- Порядок охраняют, - давясь, бормотал Хожиняк, и его душила глухая, безумная ненависть. Там, на холме, его дом. Он был там поставлен, словно сторожевой пост, - башня, возвышающаяся над морем крестьянской враждебности. А он покинул этот дом, и вот они делают теперь, что хотят. Иногда его разбирало желание пойти туда, вернуться и взяться за хозяйство. Но тогда он представлял себе, что придут эти, с красными повязками, прикажут привести в порядок двор, принесут какие-то листки распоряжений. Нет, он знал, что не выдержит…

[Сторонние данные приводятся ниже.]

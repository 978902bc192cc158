//! HTTP surface of the gateway.
//!
//! # Endpoints
//!
//! | Method | Path | Description |
//! |--------|------|-------------|
//! | `GET`  | `/search?q=&filterUnresolved=&sortOrder=` | Ticket search |
//! | `GET`  | `/ready` | Whether the indexer has finished ingesting |
//! | `POST` | `/update-status` | Forward `{email, status}` to the indexer |
//! | `GET`  | `/health` | Gateway liveness (returns version) |
//!
//! # Error Contract
//!
//! `/search` and `/ready` always answer 200; failures are carried in the
//! body (`{results: [], error, query}` and `{ready: false}`).
//! `/update-status` answers 400 `{error}` when a field is missing and
//! 502 `{error: "Failed to update status"}` when the indexer call fails.
//!
//! # CORS
//!
//! All origins, methods, and headers are permitted so the browser front-end
//! can be served from a different origin.

use axum::{
    extract::{rejection::JsonRejection, Query, State},
    http::StatusCode,
    response::{IntoResponse, Response},
    routing::{get, post},
    Json, Router,
};
use serde::Serialize;
use std::sync::Arc;
use tower_http::cors::{Any, CorsLayer};
use tower_http::trace::TraceLayer;

use crate::config::Config;
use crate::error::GatewayError;
use crate::gateway::{Gateway, SearchParams, STATUS_FIELDS_REQUIRED};
use crate::models::{ReadyResponse, SearchResponse, SortOrder, UpdateStatusRequest};

#[derive(Clone)]
struct AppState {
    gateway: Arc<Gateway>,
}

/// Starts the gateway on `[server].bind` and serves until the process ends.
pub async fn run_server(config: &Config) -> anyhow::Result<()> {
    let gateway = Arc::new(Gateway::from_config(config)?);
    let app = build_router(gateway);

    tracing::info!(
        bind = %config.server.bind,
        engine = %config.engine.node_url(),
        index = %config.engine.index,
        indexer = %config.indexer.url,
        "search gateway listening"
    );

    let listener = tokio::net::TcpListener::bind(&config.server.bind).await?;
    axum::serve(listener, app).await?;

    Ok(())
}

/// Router with all routes, CORS and request tracing.
pub fn build_router(gateway: Arc<Gateway>) -> Router {
    let cors = CorsLayer::new()
        .allow_origin(Any)
        .allow_methods(Any)
        .allow_headers(Any);

    Router::new()
        .route("/search", get(handle_search))
        .route("/ready", get(handle_ready))
        .route("/update-status", post(handle_update_status))
        .route("/health", get(handle_health))
        .layer(TraceLayer::new_for_http())
        .layer(cors)
        .with_state(AppState { gateway })
}

// ============ Error response ============

#[derive(Serialize)]
struct ErrorBody {
    error: String,
}

struct AppError {
    status: StatusCode,
    message: String,
}

impl IntoResponse for AppError {
    fn into_response(self) -> Response {
        (
            self.status,
            Json(ErrorBody {
                error: self.message,
            }),
        )
            .into_response()
    }
}

fn bad_request(message: impl Into<String>) -> AppError {
    AppError {
        status: StatusCode::BAD_REQUEST,
        message: message.into(),
    }
}

fn bad_gateway(message: impl Into<String>) -> AppError {
    AppError {
        status: StatusCode::BAD_GATEWAY,
        message: message.into(),
    }
}

impl From<GatewayError> for AppError {
    fn from(err: GatewayError) -> Self {
        match err {
            GatewayError::Validation(msg) => bad_request(msg),
            GatewayError::DownstreamUnavailable(msg) | GatewayError::Malformed(msg) => {
                bad_gateway(msg)
            }
        }
    }
}

// ============ GET /search ============

#[derive(Debug, Default, PartialEq)]
struct SearchQuery {
    q: Option<String>,
    filter_unresolved: Option<String>,
    sort_order: Option<String>,
}

impl SearchQuery {
    /// Collect the recognised parameters. A repeated key keeps its first
    /// value; unknown keys are ignored.
    fn from_pairs(pairs: Vec<(String, String)>) -> Self {
        let mut query = SearchQuery::default();
        for (key, value) in pairs {
            let slot = match key.as_str() {
                "q" => &mut query.q,
                "filterUnresolved" => &mut query.filter_unresolved,
                "sortOrder" => &mut query.sort_order,
                _ => continue,
            };
            slot.get_or_insert(value);
        }
        query
    }
}

/// Handler for `GET /search`. Only the literal `"true"` enables the
/// unresolved-only filter.
async fn handle_search(
    State(state): State<AppState>,
    Query(pairs): Query<Vec<(String, String)>>,
) -> Json<SearchResponse> {
    let params = SearchQuery::from_pairs(pairs);
    let search_params = SearchParams {
        filter_unresolved: params.filter_unresolved.as_deref() == Some("true"),
        sort_order: SortOrder::from_param(params.sort_order.as_deref()),
    };
    Json(
        state
            .gateway
            .search(params.q.as_deref(), search_params)
            .await,
    )
}

// ============ GET /ready ============

async fn handle_ready(State(state): State<AppState>) -> Json<ReadyResponse> {
    Json(ReadyResponse {
        ready: state.gateway.ready().await,
    })
}

// ============ POST /update-status ============

/// Handler for `POST /update-status`.
///
/// An unreadable body is reported the same way as missing fields.
async fn handle_update_status(
    State(state): State<AppState>,
    body: Result<Json<UpdateStatusRequest>, JsonRejection>,
) -> Result<Json<serde_json::Value>, AppError> {
    let Json(req) = body.map_err(|_| bad_request(STATUS_FIELDS_REQUIRED))?;
    let result = state
        .gateway
        .update_status(req.email.as_deref(), req.status.as_deref())
        .await?;
    Ok(Json(result))
}

// ============ GET /health ============

#[derive(Serialize)]
struct HealthResponse {
    status: String,
    version: String,
    engine_reachable: bool,
}

async fn handle_health(State(state): State<AppState>) -> Json<HealthResponse> {
    Json(HealthResponse {
        status: "ok".to_string(),
        version: env!("CARGO_PKG_VERSION").to_string(),
        engine_reachable: state.gateway.engine_reachable().await,
    })
}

И он бродил вокруг деревни, лихорадочным взглядом, обостренным слухом ловил все происходящее в ней. Он переговорил со знакомыми в Паленчицах, в Синицах и был убежден, что вот-вот все это оборвется, кончится. В тех же Паленчицах потихоньку передавали друг другу о какой-то армии, собирающейся в каком-то месте, которое точно не указывалось, о распоряжениях, отданных какими-то властями, тоже точнее не называемыми, - ну, и прежде всего слухи о том, что "все это" продержится уже недолго - не недели, а дни. И он, засыпая в лесу на сухих листьях, черпая воду из реки, чтобы напиться, и грызя купленный у знакомого в Паленчицах хлеб, считал дни.

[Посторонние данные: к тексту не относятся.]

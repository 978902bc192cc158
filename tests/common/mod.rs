//! Shared fixtures for the integration tests: an in-memory engine that
//! evaluates built queries against a handful of ticket documents, a fake
//! indexer served over HTTP, and helpers to run the gateway on an
//! ephemeral port.

#![allow(dead_code)]

use async_trait::async_trait;
use axum::{
    extract::State,
    http::StatusCode,
    routing::{get, post},
    Json, Router,
};
use serde_json::{json, Value};
use std::cmp::Ordering as CmpOrdering;
use std::net::SocketAddr;
use std::sync::atomic::{AtomicUsize, Ordering};
use std::sync::{Arc, Mutex};
use std::time::Duration;

use ticket_search_gateway::config::EngineConfig;
use ticket_search_gateway::engine::{ElasticsearchEngine, SearchEngine};
use ticket_search_gateway::error::{GatewayError, GatewayResult};
use ticket_search_gateway::gateway::Gateway;
use ticket_search_gateway::indexer::StatusService;
use ticket_search_gateway::query::{
    EngineQuery, FilterClause, Fuzziness, QueryDocument, SortDirection, SortField,
};
use ticket_search_gateway::server::build_router;

// ─── Fixture engine ─────────────────────────────────────────────────

/// Engine holding `(id, _source)` pairs and applying the query tree the way
/// a real engine would: required should-clauses, exclusion filters, summed
/// boosts, multi-key sort and `<em>` highlights.
pub struct FixtureEngine {
    docs: Vec<(String, Value)>,
    calls: AtomicUsize,
    last_query: Mutex<Option<EngineQuery>>,
}

impl FixtureEngine {
    pub fn new(docs: Vec<(&str, Value)>) -> Self {
        Self {
            docs: docs
                .into_iter()
                .map(|(id, src)| (id.to_string(), src))
                .collect(),
            calls: AtomicUsize::new(0),
            last_query: Mutex::new(None),
        }
    }

    pub fn calls(&self) -> usize {
        self.calls.load(Ordering::SeqCst)
    }

    pub fn last_query(&self) -> Option<EngineQuery> {
        self.last_query.lock().unwrap().clone()
    }
}

fn field_str<'a>(src: &'a Value, field: &str) -> &'a str {
    src.get(field).and_then(|v| v.as_str()).unwrap_or("")
}

fn tokens(text: &str) -> Vec<String> {
    text.split(|c: char| !c.is_alphanumeric())
        .filter(|t| !t.is_empty())
        .map(|t| t.to_lowercase())
        .collect()
}

fn edit_distance(a: &str, b: &str) -> usize {
    let a: Vec<char> = a.chars().collect();
    let b: Vec<char> = b.chars().collect();
    let mut prev: Vec<usize> = (0..=b.len()).collect();
    for i in 1..=a.len() {
        let mut cur = vec![i; b.len() + 1];
        for j in 1..=b.len() {
            let cost = if a[i - 1] == b[j - 1] { 0 } else { 1 };
            cur[j] = (prev[j] + 1).min(cur[j - 1] + 1).min(prev[j - 1] + cost);
        }
        prev = cur;
    }
    prev[b.len()]
}

fn auto_fuzz(term: &str) -> usize {
    match term.chars().count() {
        0..=2 => 0,
        3..=5 => 1,
        _ => 2,
    }
}

fn term_matches(query_term: &str, field_term: &str, fuzziness: Option<Fuzziness>) -> bool {
    match fuzziness {
        Some(Fuzziness::Auto) => edit_distance(query_term, field_term) <= auto_fuzz(query_term),
        None => query_term == field_term,
    }
}

fn clause_matches(clause: &QueryDocument, src: &Value) -> bool {
    match clause {
        QueryDocument::Match(m) => {
            let field_terms = tokens(field_str(src, &m.field));
            tokens(&m.query).iter().any(|q| {
                field_terms
                    .iter()
                    .any(|f| term_matches(q, f, m.fuzziness))
            })
        }
        QueryDocument::Wildcard(w) => {
            let needle = w.value.trim_matches('*');
            field_str(src, &w.field).contains(needle)
        }
        QueryDocument::Bool(_) => false,
    }
}

fn excluded(filter: &FilterClause, src: &Value) -> bool {
    match filter {
        FilterClause::ExcludeTerm { field, value } => field_str(src, field) == value,
    }
}

fn highlight(text: &str, query: &str, fuzziness: Option<Fuzziness>) -> Option<String> {
    let q_terms = tokens(query);
    let mut hit = false;
    let words: Vec<String> = text
        .split(' ')
        .map(|w| {
            let bare = w.to_lowercase();
            let bare = bare.trim_matches(|c: char| !c.is_alphanumeric());
            if !bare.is_empty() && q_terms.iter().any(|q| term_matches(q, bare, fuzziness)) {
                hit = true;
                format!("<em>{}</em>", w)
            } else {
                w.to_string()
            }
        })
        .collect();
    hit.then(|| words.join(" "))
}

fn compare(a: &(f64, &Value), b: &(f64, &Value), query: &EngineQuery) -> CmpOrdering {
    for key in &query.sort {
        let ord = match key.field {
            SortField::Score => a.0.partial_cmp(&b.0).unwrap_or(CmpOrdering::Equal),
            SortField::Priority => {
                let pa = a.1.get("priority").and_then(|v| v.as_i64()).unwrap_or(i64::MAX);
                let pb = b.1.get("priority").and_then(|v| v.as_i64()).unwrap_or(i64::MAX);
                pa.cmp(&pb)
            }
            SortField::CreatedDate => {
                field_str(a.1, "created_date").cmp(field_str(b.1, "created_date"))
            }
        };
        let ord = match key.direction {
            SortDirection::Asc => ord,
            SortDirection::Desc => ord.reverse(),
        };
        if ord != CmpOrdering::Equal {
            return ord;
        }
    }
    CmpOrdering::Equal
}

#[async_trait]
impl SearchEngine for FixtureEngine {
    async fn search(&self, query: &EngineQuery) -> GatewayResult<Value> {
        self.calls.fetch_add(1, Ordering::SeqCst);
        *self.last_query.lock().unwrap() = Some(query.clone());

        let root = query
            .root()
            .ok_or_else(|| GatewayError::Malformed("expected bool root".to_string()))?;

        let mut matched: Vec<(f64, &str, &Value, Value)> = Vec::new();
        for (id, src) in &self.docs {
            let hits: Vec<&QueryDocument> = root
                .should()
                .iter()
                .filter(|c| clause_matches(c, src))
                .collect();
            if hits.len() < root.minimum_should_match() {
                continue;
            }
            if root.filters().iter().any(|f| excluded(f, src)) {
                continue;
            }

            let score: f64 = hits.iter().filter_map(|c| c.boost()).sum();

            let mut hl = serde_json::Map::new();
            for field in &query.highlight_fields {
                for c in &hits {
                    if let QueryDocument::Match(m) = c {
                        if &m.field == field {
                            if let Some(h) = highlight(field_str(src, field), &m.query, m.fuzziness)
                            {
                                hl.insert(field.clone(), json!([h]));
                            }
                        }
                    }
                }
            }

            matched.push((score, id.as_str(), src, Value::Object(hl)));
        }

        matched.sort_by(|a, b| compare(&(a.0, a.2), &(b.0, b.2), query));
        let total = matched.len();
        matched.truncate(query.size);

        let hits: Vec<Value> = matched
            .into_iter()
            .map(|(score, id, src, hl)| {
                let mut hit = json!({ "_id": id, "_score": score, "_source": src });
                if hl.as_object().map(|m| !m.is_empty()).unwrap_or(false) {
                    hit["highlight"] = hl;
                }
                hit
            })
            .collect();

        Ok(json!({
            "took": 1,
            "hits": { "total": { "value": total, "relation": "eq" }, "hits": hits }
        }))
    }

    async fn ping(&self) -> bool {
        true
    }
}

/// Three laptop tickets (priorities 1, 2, 3) whose creation order differs
/// from their priority order, one resolved, plus a non-matching ticket.
pub fn laptop_fixture() -> Vec<(&'static str, Value)> {
    vec![
        (
            "t-high",
            json!({
                "title": "Laptop overheating",
                "description": "Customer laptop shuts down under load",
                "customer_email": "laptop.alice@example.com",
                "tags": "hardware laptop thermal",
                "status": "open",
                "created_date": "2024-01-03T09:00:00",
                "priority": 1,
                "category": "hardware"
            }),
        ),
        (
            "t-medium",
            json!({
                "title": "Laptop battery drains fast",
                "description": "Battery on the laptop lasts one hour",
                "customer_email": "laptop.bob@example.com",
                "tags": "battery laptop",
                "status": "resolved",
                "created_date": "2024-01-01T09:00:00",
                "priority": 2
            }),
        ),
        (
            "t-low",
            json!({
                "title": "Laptop keyboard sticky",
                "description": "Some laptop keys stick",
                "customer_email": "laptop.carol@example.com",
                "tags": "laptop keyboard",
                "status": "open",
                "created_date": "2024-01-02T09:00:00",
                "priority": 3
            }),
        ),
        (
            "t-other",
            json!({
                "title": "Laptop docking station",
                "description": "Dock does not detect the laptop",
                "customer_email": "dave@example.com",
                "tags": "laptop dock",
                "status": "open",
                "created_date": "2024-01-04T09:00:00",
                "priority": 1
            }),
        ),
    ]
}

// ─── Indexer fakes ──────────────────────────────────────────────────

/// In-process [`StatusService`] that never touches the network.
pub struct StubIndexer {
    pub ready: bool,
    pub calls: AtomicUsize,
}

impl StubIndexer {
    pub fn ready() -> Self {
        Self {
            ready: true,
            calls: AtomicUsize::new(0),
        }
    }
}

#[async_trait]
impl StatusService for StubIndexer {
    async fn health(&self) -> GatewayResult<bool> {
        self.calls.fetch_add(1, Ordering::SeqCst);
        Ok(self.ready)
    }

    async fn update_status(&self, _email: &str, _status: &str) -> GatewayResult<Value> {
        self.calls.fetch_add(1, Ordering::SeqCst);
        Ok(json!({ "success": true }))
    }
}

/// Behaviour of the HTTP fake indexer.
pub struct FakeIndexer {
    pub ready: bool,
    pub fail_updates: bool,
    pub delay: Duration,
    pub updates: Mutex<Vec<(String, String)>>,
}

impl FakeIndexer {
    pub fn new(ready: bool) -> Self {
        Self {
            ready,
            fail_updates: false,
            delay: Duration::ZERO,
            updates: Mutex::new(Vec::new()),
        }
    }

    pub fn update_count(&self) -> usize {
        self.updates.lock().unwrap().len()
    }
}

async fn fake_health(State(state): State<Arc<FakeIndexer>>) -> Json<Value> {
    tokio::time::sleep(state.delay).await;
    Json(json!({ "ready": state.ready, "timestamp": 1_700_000_000_000u64 }))
}

async fn fake_update(
    State(state): State<Arc<FakeIndexer>>,
    Json(body): Json<Value>,
) -> (StatusCode, Json<Value>) {
    tokio::time::sleep(state.delay).await;
    let email = body["email"].as_str().unwrap_or_default().to_string();
    let status = body["status"].as_str().unwrap_or_default().to_string();
    state.updates.lock().unwrap().push((email, status));
    if state.fail_updates {
        (
            StatusCode::INTERNAL_SERVER_ERROR,
            Json(json!({ "error": "update_by_query failed" })),
        )
    } else {
        (StatusCode::OK, Json(json!({ "success": true })))
    }
}

/// Serve a fake indexer on an ephemeral port and return its base URL.
pub async fn spawn_fake_indexer(state: Arc<FakeIndexer>) -> String {
    let app = Router::new()
        .route("/health", get(fake_health))
        .route("/update_status", post(fake_update))
        .with_state(state);
    let addr = serve(app).await;
    format!("http://{}", addr)
}

// ─── Engine node fake ───────────────────────────────────────────────

/// Behaviour of an HTTP engine node serving `/{index}/_search`.
pub struct FakeEngineNode {
    pub status: StatusCode,
    pub body: Value,
    pub delay: Duration,
    pub calls: AtomicUsize,
}

impl FakeEngineNode {
    pub fn answering(status: StatusCode, body: Value) -> Self {
        Self {
            status,
            body,
            delay: Duration::ZERO,
            calls: AtomicUsize::new(0),
        }
    }

    pub fn calls(&self) -> usize {
        self.calls.load(Ordering::SeqCst)
    }
}

async fn fake_engine_search(State(state): State<Arc<FakeEngineNode>>) -> (StatusCode, Json<Value>) {
    state.calls.fetch_add(1, Ordering::SeqCst);
    tokio::time::sleep(state.delay).await;
    (state.status, Json(state.body.clone()))
}

/// Serve a fake engine node on an ephemeral port and return its base URL.
pub async fn spawn_fake_engine(state: Arc<FakeEngineNode>) -> String {
    let app = Router::new()
        .route("/{index}/_search", post(fake_engine_search))
        .with_state(state);
    let addr = serve(app).await;
    format!("http://{}", addr)
}

/// An HTTP engine client pointed at `base` (`http://127.0.0.1:<port>`).
pub fn engine_at(base: &str, timeout_secs: u64) -> ElasticsearchEngine {
    let port = base
        .rsplit(':')
        .next()
        .and_then(|p| p.parse().ok())
        .unwrap();
    ElasticsearchEngine::new(&EngineConfig {
        host: "127.0.0.1".to_string(),
        port,
        timeout_secs,
        ..EngineConfig::default()
    })
    .unwrap()
}

// ─── Server helpers ─────────────────────────────────────────────────

async fn serve(app: Router) -> SocketAddr {
    let listener = tokio::net::TcpListener::bind("127.0.0.1:0").await.unwrap();
    let addr = listener.local_addr().unwrap();
    tokio::spawn(async move {
        axum::serve(listener, app).await.unwrap();
    });
    addr
}

/// Run the gateway router on an ephemeral port; returns its base URL.
pub async fn spawn_gateway(gateway: Gateway) -> String {
    let addr = serve(build_router(Arc::new(gateway))).await;
    format!("http://{}", addr)
}

/// A URL nothing is listening on.
pub async fn closed_url() -> String {
    let listener = tokio::net::TcpListener::bind("127.0.0.1:0").await.unwrap();
    let addr = listener.local_addr().unwrap();
    drop(listener);
    format!("http://{}", addr)
}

Он знал обо всем, что делалось в деревне. Ему удалось даже присмотреться поближе к политруку Гончару, который возбуждал в нем особую ненависть. Гончар ходил по деревне, смеялся, болтал с крестьянами, и было совершенно ясно, что он чувствует себя как дома. Ему улыбались все лица. Старуха Гудзиха выходила к нему на дорогу и мелкими шажками семенила рядом с ним. Он брал ее под руку, как молодую девушку, и они шли - высокий, стройный парень в военной форме и дряхлая старушка, которая впервые училась теперь смеяться. Хожиняк стискивал зубы. Ох, показал бы он этому бандиту, попадись он ему только в руки!
Через некоторое время Гончар перебрался в Паленчицы, а в Ольшинах появился Овсеенко. Осадник с первого взгляда оценил его. Нет, это не враг, достойный ненависти. Гончар - дело другое.

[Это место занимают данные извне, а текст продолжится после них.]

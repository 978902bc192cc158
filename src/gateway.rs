//! Search gateway: the stateless request logic behind the HTTP surface.
//!
//! Each call is independent. The only thing held across calls is the pair of
//! downstream handles, which are safe to share between concurrent requests.
//! Every downstream failure degrades to a safe default here, so the HTTP
//! layer never has to deal with a fault from search or readiness.

use serde_json::Value;
use std::sync::Arc;

use crate::config::Config;
use crate::engine::{ElasticsearchEngine, SearchEngine};
use crate::error::{GatewayError, GatewayResult};
use crate::indexer::{HttpStatusService, StatusService};
use crate::models::{SearchRequest, SearchResponse};
use crate::query::{build_query, PAGE_SIZE};
use crate::shape::shape_body;

pub const QUERY_REQUIRED: &str = "Query parameter is required";
pub const SEARCH_FAILED: &str = "Search failed";
pub const STATUS_FIELDS_REQUIRED: &str = "Email and status are required";
pub const UPDATE_FAILED: &str = "Failed to update status";

/// Sentinel clients send when the user leaves the search box blank.
pub const MATCH_ALL: &str = "*";

pub struct Gateway {
    engine: Arc<dyn SearchEngine>,
    indexer: Arc<dyn StatusService>,
    page_size: usize,
}

impl Gateway {
    pub fn new(engine: Arc<dyn SearchEngine>, indexer: Arc<dyn StatusService>) -> Self {
        Self {
            engine,
            indexer,
            page_size: PAGE_SIZE,
        }
    }

    /// Gateway wired to the HTTP engine and indexer from `config`.
    pub fn from_config(config: &Config) -> anyhow::Result<Self> {
        let engine = ElasticsearchEngine::new(&config.engine)?;
        let indexer = HttpStatusService::new(&config.indexer)?;
        tracing::info!(
            engine = engine.search_url(),
            indexer = %config.indexer.url,
            "downstream services configured"
        );
        Ok(Self::new(Arc::new(engine), Arc::new(indexer)).with_page_size(config.engine.page_size))
    }

    pub fn with_page_size(mut self, page_size: usize) -> Self {
        self.page_size = page_size;
        self
    }

    /// Search tickets.
    ///
    /// A missing or empty query short-circuits with a validation error and
    /// never reaches the engine. Any engine failure yields empty results
    /// with the query echoed back.
    pub async fn search(&self, query: Option<&str>, request: SearchParams) -> SearchResponse {
        let text = match query {
            Some(q) if !q.is_empty() => q,
            _ => {
                return SearchResponse::Failed {
                    results: Vec::new(),
                    error: QUERY_REQUIRED.to_string(),
                    query: None,
                }
            }
        };

        let req = SearchRequest {
            query: text.to_string(),
            filter_unresolved: request.filter_unresolved,
            sort_order: request.sort_order,
        };

        match self.run_search(&req).await {
            Ok(resp) => resp,
            Err(e) => {
                tracing::warn!(
                    query = %req.query,
                    kind = e.kind(),
                    error = %e,
                    "search failed, returning empty results"
                );
                SearchResponse::Failed {
                    results: Vec::new(),
                    error: SEARCH_FAILED.to_string(),
                    query: Some(req.query),
                }
            }
        }
    }

    async fn run_search(&self, req: &SearchRequest) -> GatewayResult<SearchResponse> {
        let engine_query = build_query(&req.query, req.filter_unresolved, req.sort_order)
            .with_size(self.page_size);
        tracing::debug!(body = %engine_query.to_json(), "engine query");

        let body = self.engine.search(&engine_query).await?;
        let shaped = shape_body(body)?;

        tracing::info!(
            query = %req.query,
            filter_unresolved = req.filter_unresolved,
            sort_order = %req.sort_order,
            total = shaped.total,
            returned = shaped.results.len(),
            "search completed"
        );

        Ok(SearchResponse::Found {
            results: shaped.results,
            total: shaped.total,
            query: req.query.clone(),
            filter_unresolved: req.filter_unresolved,
        })
    }

    /// Whether the indexer reports ingestion complete. Failures read as
    /// not ready.
    pub async fn ready(&self) -> bool {
        match self.indexer.health().await {
            Ok(ready) => ready,
            Err(e) => {
                tracing::warn!(kind = e.kind(), error = %e, "readiness check failed");
                false
            }
        }
    }

    /// Forward a status change to the indexer.
    ///
    /// Both fields are required; a missing or empty one is a
    /// [`GatewayError::Validation`] and no downstream call is made. Downstream
    /// failures are logged and collapsed to a generic update failure.
    pub async fn update_status(
        &self,
        email: Option<&str>,
        status: Option<&str>,
    ) -> GatewayResult<Value> {
        let (email, status) = match (email, status) {
            (Some(e), Some(s)) if !e.is_empty() && !s.is_empty() => (e, s),
            _ => return Err(GatewayError::Validation(STATUS_FIELDS_REQUIRED.to_string())),
        };

        match self.indexer.update_status(email, status).await {
            Ok(body) => {
                tracing::info!(email, status, "status updated");
                Ok(body)
            }
            Err(e) => {
                tracing::warn!(email, status, kind = e.kind(), error = %e, "status update failed");
                Err(GatewayError::DownstreamUnavailable(UPDATE_FAILED.to_string()))
            }
        }
    }

    /// Whether the engine itself answers. Used for gateway liveness only.
    pub async fn engine_reachable(&self) -> bool {
        self.engine.ping().await
    }
}

/// Filter and sort choices accompanying a search.
#[derive(Debug, Clone, Copy, Default, PartialEq, Eq)]
pub struct SearchParams {
    pub filter_unresolved: bool,
    pub sort_order: crate::models::SortOrder,
}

Гончар появлялся в определенные дни и часы в разных деревнях. Хожиняк очень быстро установил это. Он лежал в лесу у тропинки и сквозь кусты внимательно разглядывал Гончара. Его стройную фигуру, лицо с легкими рябинами, красную звезду, ненавистную красную звезду на фуражке. Гончар приходил опять и опять, снова и снова учил того, веснушчатого, который явно не справлялся с деревней. Чем чаще Хожиняк видел Гончара, тем больше ненавидел его и тем сильнее что-то словно тянуло Хожиняка к нему. Часто, прячась за кустами, сторонкой, он провожал политрука от Паленчиц до деревни, от деревни до Паленчиц. Он скользил, как тень, полный мучительной злобы и вместе с тем словно привязанный к Гончару крепкими таинственными нитями.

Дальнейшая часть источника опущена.